[Dataset entries]

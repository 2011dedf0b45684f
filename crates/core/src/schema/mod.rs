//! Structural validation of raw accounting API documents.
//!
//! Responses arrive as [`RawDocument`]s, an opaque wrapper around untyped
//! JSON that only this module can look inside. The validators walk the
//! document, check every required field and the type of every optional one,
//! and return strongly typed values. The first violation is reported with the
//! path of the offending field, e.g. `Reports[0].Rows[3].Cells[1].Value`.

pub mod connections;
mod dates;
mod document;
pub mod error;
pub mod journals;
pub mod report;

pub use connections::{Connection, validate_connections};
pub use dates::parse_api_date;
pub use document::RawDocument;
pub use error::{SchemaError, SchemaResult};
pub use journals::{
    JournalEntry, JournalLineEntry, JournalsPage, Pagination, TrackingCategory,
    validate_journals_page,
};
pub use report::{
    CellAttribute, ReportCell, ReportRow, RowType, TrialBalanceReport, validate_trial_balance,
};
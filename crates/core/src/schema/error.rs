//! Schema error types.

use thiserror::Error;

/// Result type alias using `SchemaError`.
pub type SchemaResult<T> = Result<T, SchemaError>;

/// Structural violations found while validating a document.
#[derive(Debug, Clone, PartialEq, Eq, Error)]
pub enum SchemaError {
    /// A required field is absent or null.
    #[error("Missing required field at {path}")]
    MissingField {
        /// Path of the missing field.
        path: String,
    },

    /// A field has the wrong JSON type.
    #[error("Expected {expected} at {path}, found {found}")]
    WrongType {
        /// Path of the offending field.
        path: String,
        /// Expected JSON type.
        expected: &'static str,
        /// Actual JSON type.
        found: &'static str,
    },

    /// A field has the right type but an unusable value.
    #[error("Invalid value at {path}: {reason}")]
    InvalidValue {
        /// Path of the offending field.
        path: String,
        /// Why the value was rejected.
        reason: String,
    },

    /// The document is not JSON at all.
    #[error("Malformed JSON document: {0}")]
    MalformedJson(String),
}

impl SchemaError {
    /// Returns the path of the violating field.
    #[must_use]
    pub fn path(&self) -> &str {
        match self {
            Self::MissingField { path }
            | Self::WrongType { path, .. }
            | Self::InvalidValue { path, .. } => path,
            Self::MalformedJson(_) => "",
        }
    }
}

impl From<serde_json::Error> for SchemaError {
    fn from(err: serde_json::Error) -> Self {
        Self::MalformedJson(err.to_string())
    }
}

* [Prompt]:
Please output the entries above, every line exactly as it reads.

* [Answer to this task]:
repository 2011dedf0b45684f
filename crates/core/src/schema/mod.rs
//! Structural validation of raw accounting API documents.
//!
//! Responses arrive as [`RawDocument`]s, an opaque wrapper around untyped
//! JSON that only this module can look inside. The validators walk the
//! document, check every required field and the type of every optional one,
//! and return strongly typed values. The first violation is reported with the
//! path of the offending field, e.g. `Reports[0].Rows[3].Cells[1].Value`.

pub mod connections;
mod dates;
mod document;
pub mod error;
pub mod journals;
pub mod report;

pub use connections::{Connection, validate_connections};
pub use dates::parse_api_date;
pub use document::RawDocument;
pub use error::{SchemaError, SchemaResult};
pub use journals::{
    JournalEntry, JournalLineEntry, JournalsPage, Pagination, TrackingCategory,
    validate_journals_page,
};
pub use report::{
    CellAttribute, ReportCell, ReportRow, RowType, TrialBalanceReport, validate_trial_balance,
};
filename crates/core/src/schema/error.rs
//! Schema error types.

use thiserror::Error;

/// Result type alias using `SchemaError`.
pub type SchemaResult<T> = Result<T, SchemaError>;

/// Structural violations found while validating a document.
#[derive(Debug, Clone, PartialEq, Eq, Error)]
pub enum SchemaError {
    /// A required field is absent or null.
    #[error("Missing required field at {path}")]
    MissingField {
        /// Path of the missing field.
        path: String,
    },

    /// A field has the wrong JSON type.
    #[error("Expected {expected} at {path}, found {found}")]
    WrongType {
        /// Path of the offending field.
        path: String,
        /// Expected JSON type.
        expected: &'static str,
        /// Actual JSON type.
        found: &'static str,
    },

    /// A field has the right type but an unusable value.
    #[error("Invalid value at {path}: {reason}")]
    InvalidValue {
        /// Path of the offending field.
        path: String,
        /// Why the value was rejected.
        reason: String,
    },

    /// The document is not JSON at all.
    #[error("Malformed JSON document: {0}")]
    MalformedJson(String),
}

impl SchemaError {
    /// Returns the path of the violating field.
    #[must_use]
    pub fn path(&self) -> &str {
        match self {
            Self::MissingField { path }
            | Self::WrongType { path, .. }
            | Self::InvalidValue { path, .. } => path,
            Self::MalformedJson(_) => "",
        }
    }
}

impl From<serde_json::Error> for SchemaError {
    fn from(err: serde_json::Error) -> Self {
        Self::MalformedJson(err.to_string())
    }
}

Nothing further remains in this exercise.